Carried out by a team from a UNSW’s Centre for Healthy Brain Ageing (CHeBA) and the universities of Sydney and Adelaide, the findings were taken from the Study of Mental and Resistance Training (SMART), which involved 100 community-dwelling adults with Mild Cognitive Impairment (MCI), aged between 55 and 86.
MCI is a precursor to Alzheimer’s disease, with sufferers experiencing a noticeable reduction in cognitive abilities, including memory loss, although they are still able to live independently.
Participants were divided into one of four groups: resistance exercise and computerized cognitive training; training resistance exercise and a placebo computerized training (watching nature videos); brain training and a placebo exercise program (seated stretching/calisthenics) or placebo physical exercise and placebo cognitive training.

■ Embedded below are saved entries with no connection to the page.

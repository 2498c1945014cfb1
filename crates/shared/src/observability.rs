//! 日志初始化模块
//!
//! 在进程启动时安装一次全局 tracing 订阅者，此后各组件直接通过
//! tracing 宏输出结构化日志，不依赖惰性初始化的全局状态。

use anyhow::Result;
use tracing_subscriber::{
    EnvFilter, Layer,
    fmt,
    layer::SubscriberExt,
    util::SubscriberInitExt,
};

use crate::config::ObservabilityConfig;

/// 初始化日志订阅者
///
/// 级别解析顺序：`RUST_LOG` 环境过滤器 > 配置中的 log_level > info。
/// 格式由 `log_format` 决定：json（结构化，供日志采集）或
/// pretty（人类可读，本地开发）。
pub fn init(config: &ObservabilityConfig) -> Result<()> {
    let env_filter = EnvFilter::try_from_default_env()
        .or_else(|_| EnvFilter::try_new(&config.log_level))
        .unwrap_or_else(|_| EnvFilter::new("info"));

    let fmt_layer = if config.log_format == "json" {
        fmt::layer()
            .json()
            .with_target(true)
            .with_thread_ids(true)
            .boxed()
    } else {
        fmt::layer().with_target(true).with_ansi(true).boxed()
    };

    tracing_subscriber::registry()
        .with(env_filter)
        .with(fmt_layer)
        .try_init()?;

    Ok(())
}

Those in the resistance exercise group were prescribed weightlifting sessions twice a week for six months and asked to work out to at least 80% of their peak strength.
As they got stronger, the amount of weight they lifted on each machine was increased to maintain the intensity at 80%.
The findings showed that increasing muscle strength also improved cognitive function, the first time that a positive causal link has been found between muscle changes as a result of progressive resistance training and brain functioning in older people with MCI.
The results also support earlier research from the SMART trial in which MRI scans revealed that those who weight trained showed an increase in the size of specific areas of the brain, changes that were linked to the cognitive improvements after weightlifting.
Commenting on the findings lead author Dr Yorgi Mavros, from the University of Sydney, said, “The more we can get people doing resistance training like weightlifting, the more likely we are to have a healthier ageing population.”
“The key, however, is to make sure you are doing it frequently, at least twice a week, and at a high intensity so that you are maximizing your strength gains. This will give you the maximum benefit for your brain.”
The results can be found published online in the journal Journal of the American Geriatrics Society.